Global COVID-19 economic shock could throw another 400 million into extreme poverty

July 1, 2020
Issue 
While the early spread of COVID-19 outside China was in the richer countries, the Global South is now beginning to bear the brunt of the pandemic

A newly released study has estimated that the economic shock from the COVID-19 pandemic could add a further 80–400 million people to the 727.3 million already living in extreme poverty around the world — based on a conservative poverty line of US$1.90 a day.

When the more realistic poverty line of US$5.50 a day is used, the study found that an extra 124–527 million people would be added to the 3.2 billion (almost half the world’s population) living in poverty.

The study, “Precarity and the pandemic: COVID-19 and poverty incidence, intensity and severity in developing countries”, was undertaken by Andy Sumner, Eduardo Ortiz-Juarez and Chris Hoy for the United Nations University World Institute for Development Economics Research.

The poverty estimates were calculated on the basis of three scenarios: an economic shock that caused a 5%, 10% and 20% contraction in per capita income or consumption as a consequence of emergency measures to contain the spread of COVID-19.

The 5% contraction scenario is based on the International Monetary Fund’s optimistic prediction of the global economic impact of the pandemic and the 10% is based on an estimate by the Asian Development Bank. The most severe 20% contraction scenario is “close to the OECD estimates that a partial or complete nation-wide lockdown could result in a contraction ranging between 15% and 35% among 48 major economies, with a 25% short-term decline in the median economy across developing and advanced economies”.

The authors noted that the 10% and 20% contraction scenarios were more probable, because in low- and middle-income countries, where the share of informal jobs is high, the incomes of the poorest are particularly severely affected by lockdown measures.

According to the study, beyond the rise in people living in extreme poverty, as measured through household income, the pandemic would also have long-lasting effects on health, education and nutrition in the Global South.

The study noted that the UN Development Programme has warned that a global decline in the human development index, as a result of the pandemic, could be “equivalent to erasing all the progress in human development of the past six years”.

The study estimated that approximately 470 million people globally are at higher risk of contracting COVID-19 as a result of pre-existing conditions of malnutrition, lack of access to safe drinking water, and indoor air pollution caused by the use of noxious cooking fuel.

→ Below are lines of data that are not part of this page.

impl<K, V> Recyclable for SeriesCursor<K, V> {
    fn recycle(&mut self) {
        self.state = CursorState::Uninitialized;
        self.position = None;
        self.current = None;
        self.epoch = 0;
    }
}

// ============================================================================
// Unit Tests
// ============================================================================

#[cfg(test)]
mod tests {
    use super::*;

    fn make_series(keys: &[i64]) -> SortedSeries<i64, f64> {
        keys.iter().map(|&k| (k, k as f64 * 10.0)).collect()
    }

    #[test]
    fn test_from_iter_sorts_and_dedups() {
        let series: SortedSeries<i64, f64> =
            vec![(3, 3.0), (1, 1.0), (2, 2.0), (1, 1.5)].into_iter().collect();

        assert_eq!(series.len(), 3);
        assert_eq!(series.first_key(), Some(1));
        assert_eq!(series.last_key(), Some(3));

        let mut cursor = series.cursor();
        assert!(cursor.move_first().unwrap());
        assert_eq!(cursor.current(), Some((1, 1.5)));
    }

    #[test]
    fn test_append_rejects_out_of_order() {
        let series = make_series(&[1, 2, 3]);

        assert!(series.append(4, 40.0).is_ok());
        assert_eq!(
            series.append(4, 41.0),
            Err(CursorError::OutOfOrderKey { key: "4".to_string() })
        );
        assert!(series.append(0, 0.0).is_err());
        assert_eq!(series.len(), 4);
        assert_eq!(series.epoch(), 0);
    }

    #[test]
    fn test_uninitialized_cursor_rejects_moves() {
        let series = make_series(&[1, 2, 3]);
        let mut cursor = series.get_cursor();

        assert_eq!(cursor.state(), CursorState::Uninitialized);
        assert_eq!(
            cursor.move_next(),
            Err(CursorError::NotInitialized { operation: "move_next" })
        );
        assert!(cursor.move_at(&1, Lookup::EQ).is_err());

        cursor.initialize().unwrap();
        assert!(cursor.move_next().unwrap());
        assert_eq!(cursor.current_key(), Some(&1));
    }

    #[test]
    fn test_forward_backward_walk() {
        let series = make_series(&[1, 2, 3]);
        let mut cursor = series.cursor();

        let mut forward = Vec::new();
        while cursor.move_next().unwrap() {
            forward.push(*cursor.current_key().unwrap());
        }
        assert_eq!(forward, vec![1, 2, 3]);

        let mut backward = Vec::new();
        let mut cursor = series.cursor();
        while cursor.move_previous().unwrap() {
            backward.push(*cursor.current_key().unwrap());
        }
        assert_eq!(backward, vec![3, 2, 1]);
    }

    #[test]
    fn test_stable_false_then_append() {
        let series = make_series(&[1, 2]);
        let mut cursor = series.cursor();
        assert!(cursor.move_last().unwrap());

        for _ in 0..3 {
            assert!(!cursor.move_next().unwrap());
            assert_eq!(cursor.current(), Some((2, 20.0)));
        }

        series.append(5, 50.0).unwrap();
        assert!(cursor.move_next().unwrap());
        assert_eq!(cursor.current(), Some((5, 50.0)));
    }

    #[test]
    fn test_move_at_directions() {
        let series = make_series(&[10, 20, 30]);
        let mut cursor = series.cursor();

        assert!(cursor.move_at(&20, Lookup::EQ).unwrap());
        assert_eq!(cursor.current_key(), Some(&20));

        assert!(cursor.move_at(&25, Lookup::LE).unwrap());
        assert_eq!(cursor.current_key(), Some(&20));

        assert!(cursor.move_at(&25, Lookup::GT).unwrap());
        assert_eq!(cursor.current_key(), Some(&30));

        // Failed lookups keep the previous position
        assert!(!cursor.move_at(&25, Lookup::EQ).unwrap());
        assert_eq!(cursor.current_key(), Some(&30));
        assert!(!cursor.move_at(&10, Lookup::LT).unwrap());
        assert_eq!(cursor.current_key(), Some(&30));
    }

    #[test]
    fn test_clone_is_independent() {
        let series = make_series(&[1, 2, 3, 4]);
        let mut original = series.cursor();
        original.move_first().unwrap();

        let mut clone = original.clone();
        clone.move_next().unwrap();
        clone.move_next().unwrap();

        assert_eq!(original.current_key(), Some(&1));
        assert_eq!(clone.current_key(), Some(&3));
    }

    #[test]
    fn test_resync_after_insert_before_position() {
        let series = make_series(&[10, 20, 30]);
        let mut cursor = series.cursor();
        cursor.move_at(&20, Lookup::EQ).unwrap();

        series.insert(15, 150.0);
        assert!(cursor.move_previous().unwrap());
        assert_eq!(cursor.current(), Some((15, 150.0)));
    }

    #[test]
    fn test_removed_anchor_is_out_of_order() {
        let series = make_series(&[10, 20, 30]);
        let mut cursor = series.cursor();
        cursor.move_at(&20, Lookup::EQ).unwrap();

        assert_eq!(series.remove(&20), Some(200.0));
        assert_eq!(
            cursor.move_next(),
            Err(CursorError::OutOfOrderKey { key: "20".to_string() })
        );
        // Repositioning recovers
        assert!(cursor.move_first().unwrap());
        assert_eq!(cursor.current_key(), Some(&10));
    }

    #[test]
    fn test_dispose() {
        let series = make_series(&[1]);
        let mut cursor = series.cursor();
        cursor.move_first().unwrap();
        cursor.dispose();

        assert_eq!(cursor.state(), CursorState::Disposed);
        assert!(cursor.current().is_none());
        assert_eq!(
            cursor.move_next(),
            Err(CursorError::Disposed { operation: "move_next" })
        );
        assert!(cursor.initialize().is_err());
    }

    #[test]
    #[cfg(debug_assertions)]
    #[should_panic(expected = "cursor disposed twice")]
    fn test_double_dispose_panics_in_debug() {
        let series = make_series(&[1]);
        let mut cursor = series.cursor();
        cursor.dispose();
        cursor.dispose();
    }

    #[test]
    fn test_empty_series() {
        let series: SortedSeries<i64, f64> = SortedSeries::new();
        let mut cursor = series.cursor();

        assert!(!cursor.move_next().unwrap());
        assert!(!cursor.move_previous().unwrap());
        assert_eq!(cursor.state(), CursorState::Initialized);
        assert!(cursor.current().is_none());

        series.append(1, 1.0).unwrap();
        assert!(cursor.move_next().unwrap());
    }
}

The latest pandemic statistics have already confirmed this prediction. While the early spread of COVID-19 outside China was in the richer countries, the Global South is now beginning to bear the brunt of the pandemic, as this graph produced by ABC News illustrates:


 

The study also showed that the incidence of global poverty could rise and that the intensity and severity of poverty is also likely to rapidly rise.

As a consequence, the resources needed to lift the incomes of the poor to the poverty line could rise by 60%, from $446 million a day in the absence of a crisis to more than $700 million a day under a 20% contraction.

Poverty is also likely to rise dramatically in middle-income developing countries and there could be a significant change in the distribution of global poverty. Countries that had managed to lift much of their previously poor people to just above the poverty line could suffer dramatic reversals.